Thanks for your post and encouragement. In hindsight, the depression doesn't last all day and some days are pretty okay. I assume that the depression comes back because the medication doesn't stop it, doesn't end it, so of course it will come back. I guess some people are lucky not to have the depression return after wd.

I do see a therapist intermittently and have signed up for an 8 week class of Mindful Cognitive Behavioral Therapy for Depression, started by Joh Kabat-Zinn. I took it about three years when I was still on ads; it was helpful. Now I realize it is something I'll have to use for the rest of my life; this depressive part of me will never disappear so I am approaching it from that standpoint rather than as a "cure" which I think I did last time.

Fortunately my sleep, appetite, energy all seem fine.

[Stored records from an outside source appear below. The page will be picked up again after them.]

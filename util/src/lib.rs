//! Utility library for the steering control software

// ---------------------------------------------------------------------------
// MODULES
// ---------------------------------------------------------------------------

pub mod archive;
pub mod host;
pub mod logger;
pub mod maths;
pub mod module;
pub mod params;
pub mod session;
pub mod script_interpreter;
//! # Lateral control telecommands

// ------------------------------------------------------------------------------------------------
// IMPORTS
// ------------------------------------------------------------------------------------------------

use serde::{Serialize, Deserialize};

// ------------------------------------------------------------------------------------------------
// STRUCTS
// ------------------------------------------------------------------------------------------------

/// Tuning for the LQR lateral controller.
///
/// Matrices are given as flat lists in row-major order, so that `a = [a00, a01, a10, a11]`. Their
/// lengths are checked when the tuning is turned into a controller configuration.
#[derive(Debug, Clone, Serialize, Deserialize, PartialEq)]
pub struct LqrTuning {
    /// Version of this tuning. A replacement is only accepted if its version is greater than the
    /// one currently in use.
    pub version: u64,

    /// State transition matrix (2x2)
    pub a: Vec<f64>,

    /// Input matrix (2x1)
    pub b: Vec<f64>,

    /// Output matrix (1x2)
    pub c: Vec<f64>,

    /// Feedback gain (1x2)
    pub k: Vec<f64>,

    /// Observer gain (2x1)
    pub l: Vec<f64>,

    /// Steady state gain from command to steering angle, used for the feedforward term.
    pub dc_gain: f64,

    /// Scaling from controller output to actuator units.
    pub scale: f64,

    /// Integral gain of the trim.
    pub ki: f64,

    /// Time the output must be held saturated before saturation is reported.
    ///
    /// Units: seconds
    pub sat_limit_s: f64,
}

I am walking or pedaling (floor pedaler) every day, take a flexibility/strengthening class, a current events class and a short story class. I am getting back in touch with a couple of friends lost along the way and building friendships I already have.

All this sound like a lot but it seems to be okay for me now. I do have to remind myself to go easy, be gentle.

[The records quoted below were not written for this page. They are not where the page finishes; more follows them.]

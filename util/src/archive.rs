//! Struct archiving functionality
//!
//! To add archiving functionality to a struct implement the `Archived` trait.

// ---------------------------------------------------------------------------
// IMPORTS
// ---------------------------------------------------------------------------

// External imports
use std::path::Path;
use std::fs::{File, OpenOptions};
use csv::WriterBuilder;
pub use csv::Writer;
use serde::Serialize;
use thiserror::Error;

// Internal imports
use crate::session::Session;

// ---------------------------------------------------------------------------
// DATA STRUCTURES
// ---------------------------------------------------------------------------

/// An object used to write CSV archive files.
#[derive(Default)]
pub struct Archiver {
    writer: Option<Writer<File>>
}

// ---------------------------------------------------------------------------
// ENUMERATIONS
// ---------------------------------------------------------------------------

/// Errors which can occur while archiving.
#[derive(Debug, Error)]
pub enum ArchiveError {
    #[error("The archiver has no initialised writer")]
    NotInitialised,

    #[error("Could not open the archive file: {0}")]
    FileOpenError(std::io::Error),

    #[error("Could not write the archive record: {0}")]
    WriteError(csv::Error),

    #[error("Could not flush the archive file: {0}")]
    FlushError(std::io::Error)
}

// ---------------------------------------------------------------------------
// TRAITS
// ---------------------------------------------------------------------------

/// A trait which enables a struct to be archived as a csv.
///
/// To implement this trait, the struct shall have an `Archiver` member which
/// shall be setup in the struct's `init` or `new` functions. Records must be
/// flat (no nested structs) for the CSV writer to accept them.
pub trait Archived {
    /// Write the archives for this struct
    fn write(&mut self) -> Result<(), ArchiveError>;
}

// ---------------------------------------------------------------------------
// IMPLEMENTATIONS
// ---------------------------------------------------------------------------

impl Archiver {
    /// Create a new archiver from a paricular path relative to the session's
    /// archive root.
    pub fn from_path<P: AsRef<Path>>(
        session: &Session, path: P
    ) -> Result<Self, ArchiveError> {
        let mut session_path = session.arch_root.clone();
        session_path.push(path);

        Self::from_file_path(session_path)
    }

    /// Create a new archiver writing to the given file, truncating it if it
    /// already exists.
    pub fn from_file_path<P: AsRef<Path>>(path: P) -> Result<Self, ArchiveError> {
        // Create the parent directory if it does not exist
        if let Some(parent) = path.as_ref().parent() {
            std::fs::create_dir_all(parent)
                .map_err(ArchiveError::FileOpenError)?;
        }

        // Create the file, then open it in append mode
        File::create(path.as_ref()).map_err(ArchiveError::FileOpenError)?;
        let file = OpenOptions::new()
            .append(true)
            .open(path.as_ref())
            .map_err(ArchiveError::FileOpenError)?;

        let w = WriterBuilder::new()
            .has_headers(true)
            .from_writer(file);

        Ok(Self {
            writer: Some(w)
        })
    }

    /// Returns true if this archiver has a writer attached.
    pub fn is_init(&self) -> bool {
        self.writer.is_some()
    }

    /// Serialise a record into the archive.
    pub fn serialise<T: Serialize>(
        &mut self, record: T
    ) -> Result<(), ArchiveError> {
        match self.writer {
            Some(ref mut w) => {
                w.serialize(record).map_err(ArchiveError::WriteError)?;
                w.flush().map_err(ArchiveError::FlushError)
            },
            None => Err(ArchiveError::NotInitialised)
        }
    }
}

#[cfg(test)]
mod test {
    use super::*;

    #[derive(Serialize)]
    struct Rec {
        cycle: u64,
        value: f64
    }

    #[test]
    fn test_uninit_archiver_errors() {
        let mut a = Archiver::default();
        assert!(!a.is_init());
        assert!(matches!(
            a.serialise(Rec { cycle: 0, value: 0.0 }),
            Err(ArchiveError::NotInitialised)
        ));
    }

    #[test]
    fn test_archiver_writes_header_and_rows() {
        let mut path = std::env::temp_dir();
        path.push(format!("steer_util_archive_test_{}", std::process::id()));
        path.push("rec.csv");

        let mut a = Archiver::from_file_path(&path).unwrap();
        a.serialise(Rec { cycle: 1, value: 0.5 }).unwrap();
        a.serialise(Rec { cycle: 2, value: -1.0 }).unwrap();

        let contents = std::fs::read_to_string(&path).unwrap();
        let lines: Vec<&str> = contents.lines().collect();
        assert_eq!(lines, vec!["cycle,value", "1,0.5", "2,-1.0"]);

        std::fs::remove_dir_all(path.parent().unwrap()).ok();
    }
}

I don't know how I will know I am "better" in terms of depression; I think it has to do with being able to deal with depression when it arises, before it gets huge. Something like that.

I have put moving to Florida on the back burner; I may go there for three months next visit to get more of an idea what living there might be like. I really liked having company every day when I was w/my sister and that gets more appealing as I age.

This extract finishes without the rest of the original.